I'm not saying Boy Meets World can compete with your better grown-up sitcoms like Friends or Seinfeld that have actual plots and everything. It's still lit like a soap opera, overacted, and those morals! Pyew! But it's really good for killing a few hours on a Sunday with no regrets. Fully enjoyable time-wasting entertainment. You can do much, much worse.

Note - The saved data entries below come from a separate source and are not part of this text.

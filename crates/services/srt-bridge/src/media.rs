//! Media model shared by the bus, the codec gate and the TS codec
//!
//! Timestamps are milliseconds on a wrapping 32-bit clock.

use std::fmt;
use std::net::SocketAddr;

use bytes::Bytes;

/// Audio encodings the bridge distinguishes
#[derive(Debug, Clone, Copy, PartialEq, Eq, Hash)]
pub enum AudioCodec {
    Aac,
    Mp3,
    Opus,
    Other(u8),
}

/// Metadata of one audio frame
#[derive(Debug, Clone, PartialEq, Eq)]
pub struct AudioTag {
    pub codec: AudioCodec,

    pub time_ms: u32,

    /// Payload carries codec setup (AAC AudioSpecificConfig) rather than samples
    pub is_config: bool,

    /// Sample rate in Hz, `0` when unknown
    pub rate: u32,

    /// Channel count, `0` when unknown
    pub channels: u8,
}

impl AudioTag {
    pub fn new(codec: AudioCodec, time_ms: u32) -> Self {
        Self {
            codec,
            time_ms,
            is_config: false,
            rate: 0,
            channels: 0,
        }
    }

    pub fn config(codec: AudioCodec, time_ms: u32) -> Self {
        Self {
            is_config: true,
            ..Self::new(codec, time_ms)
        }
    }
}

#[derive(Debug, Clone, Copy, PartialEq, Eq, Hash)]
pub enum VideoCodec {
    H264,
    Hevc,
    Other(u8),
}

#[derive(Debug, Clone, Copy, PartialEq, Eq, Hash)]
pub enum FrameType {
    /// Decodable without reference to earlier frames
    Key,
    Inter,
    /// Codec setup (AVCDecoderConfigurationRecord for H.264)
    Config,
    Other,
}

/// Metadata of one video frame
#[derive(Debug, Clone, PartialEq, Eq)]
pub struct VideoTag {
    pub codec: VideoCodec,

    pub frame: FrameType,

    /// Decode timestamp
    pub time_ms: u32,

    /// Presentation minus decode time
    pub composition_offset: i32,
}

impl VideoTag {
    pub fn new(codec: VideoCodec, frame: FrameType, time_ms: u32) -> Self {
        Self {
            codec,
            frame,
            time_ms,
            composition_offset: 0,
        }
    }
}

/// One event of a published stream
#[derive(Debug, Clone, PartialEq, Eq)]
pub enum MediaEvent {
    Audio {
        track: u8,
        tag: AudioTag,
        payload: Bytes,
    },
    Video {
        track: u8,
        tag: VideoTag,
        payload: Bytes,
    },
    /// The stream ended; downstream state must be reset
    End,
}

impl fmt::Display for MediaEvent {
    fn fmt(&self, f: &mut fmt::Formatter<'_>) -> fmt::Result {
        match self {
            MediaEvent::Audio { tag, payload, .. } => write!(
                f,
                "audio {:?}{} t={} ({} bytes)",
                tag.codec,
                if tag.is_config { " config" } else { "" },
                tag.time_ms,
                payload.len()
            ),
            MediaEvent::Video { tag, payload, .. } => write!(
                f,
                "video {:?} {:?} t={} ({} bytes)",
                tag.codec,
                tag.frame,
                tag.time_ms,
                payload.len()
            ),
            MediaEvent::End => f.write_str("end"),
        }
    }
}

/// Hooks a subscriber implements; every hook defaults to a no-op
///
/// Called only from the media context.
pub trait MediaHandler {
    fn on_audio(&mut self, _track: u8, _tag: &AudioTag, _payload: &Bytes) {}

    fn on_video(&mut self, _track: u8, _tag: &VideoTag, _payload: &Bytes) {}

    fn on_end(&mut self) {}

    fn on_publish(&mut self, _stream: &str) {}

    fn on_unpublish(&mut self, _stream: &str) {}

    fn on_subscribe(&mut self, _stream: &str) {}

    fn on_unsubscribe(&mut self, _stream: &str) {}

    /// The publisher's source moved to another peer address
    fn on_address_changed(&mut self, _old: SocketAddr, _new: SocketAddr) {}

    /// Fatal condition that needs the subscriber to be restarted
    fn failure(&self) -> Option<String> {
        None
    }

    /// Route one event to the matching hook
    fn on_event(&mut self, event: &MediaEvent) {
        match event {
            MediaEvent::Audio {
                track,
                tag,
                payload,
            } => self.on_audio(*track, tag, payload),
            MediaEvent::Video {
                track,
                tag,
                payload,
            } => self.on_video(*track, tag, payload),
            MediaEvent::End => self.on_end(),
        }
    }
}

#[cfg(test)]
mod tests {
    use super::*;

    #[derive(Default)]
    struct Counter {
        audio: usize,
        video: usize,
        end: usize,
    }

    impl MediaHandler for Counter {
        fn on_audio(&mut self, _track: u8, _tag: &AudioTag, _payload: &Bytes) {
            self.audio += 1;
        }

        fn on_video(&mut self, _track: u8, _tag: &VideoTag, _payload: &Bytes) {
            self.video += 1;
        }

        fn on_end(&mut self) {
            self.end += 1;
        }
    }

    #[test]
    fn test_on_event_routes_to_hooks() {
        let mut counter = Counter::default();
        counter.on_event(&MediaEvent::Audio {
            track: 0,
            tag: AudioTag::config(AudioCodec::Aac, 0),
            payload: Bytes::from_static(&[0x12, 0x10]),
        });
        counter.on_event(&MediaEvent::Video {
            track: 0,
            tag: VideoTag::new(VideoCodec::H264, FrameType::Key, 0),
            payload: Bytes::new(),
        });
        counter.on_event(&MediaEvent::End);
        counter.on_publish("ignored");

        assert_eq!((counter.audio, counter.video, counter.end), (1, 1, 1));
    }

    #[test]
    fn test_display() {
        let event = MediaEvent::Video {
            track: 0,
            tag: VideoTag::new(VideoCodec::H264, FrameType::Key, 40),
            payload: Bytes::from_static(b"abcd"),
        };
        assert_eq!(event.to_string(), "video H264 Key t=40 (4 bytes)");
        assert_eq!(MediaEvent::End.to_string(), "end");
    }
}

Also, if your TiVo is overloaded with Disney Channel offerings, you might also enjoy Kim Possible, the title of which I had some vague notion of, but which I didn't really know about until some girl on a recent flight was watching it on DVD. It's an animated show about Kim Possible, a cheerleader in high school (most likely junior high), who also is a crimefighting superhero. Although with no special powers, just gadgets. (My favorite kind! cf. Batman) She's very cute and spends most of her time baring her sexy little midriff. I don't know why Disney thinks programming targeted at young children needs such a come-hither touch, but I wasn't complaining about it in The Little Mermaid and I'm not complaining about it now. Her crime fighting alter ego is apparently not a secret identity like Buffy or Alias, but it still requires a separate (sexy) outfit. Kim is voiced by the alluring Christy Romano of Disney Channel's entertaining Shia LaBeouf launcher Even Stevens (also, very briefly, of Woody Allen's Everyone Says I Love You). Her sidekick is voiced by Will Friedle. (Who played, yep, Cory's older brother on Boy Meets World.) The show also features such vocal talent heavyweights as Nancy "Bart Simpson" Cartwright (who voices the sidekick's sidekick – which, for some reason, is a naked mole rat), John "Bender" DiMaggio, and Patrick Warburton (Seinfeld's David Puddy, but also the voice of practically every great animated character of the past five years including many voices on Family Guy and the dad on UPN's Game Over). Plus, Gary Cole, which – all right, yeah. Gary Fucking Cole.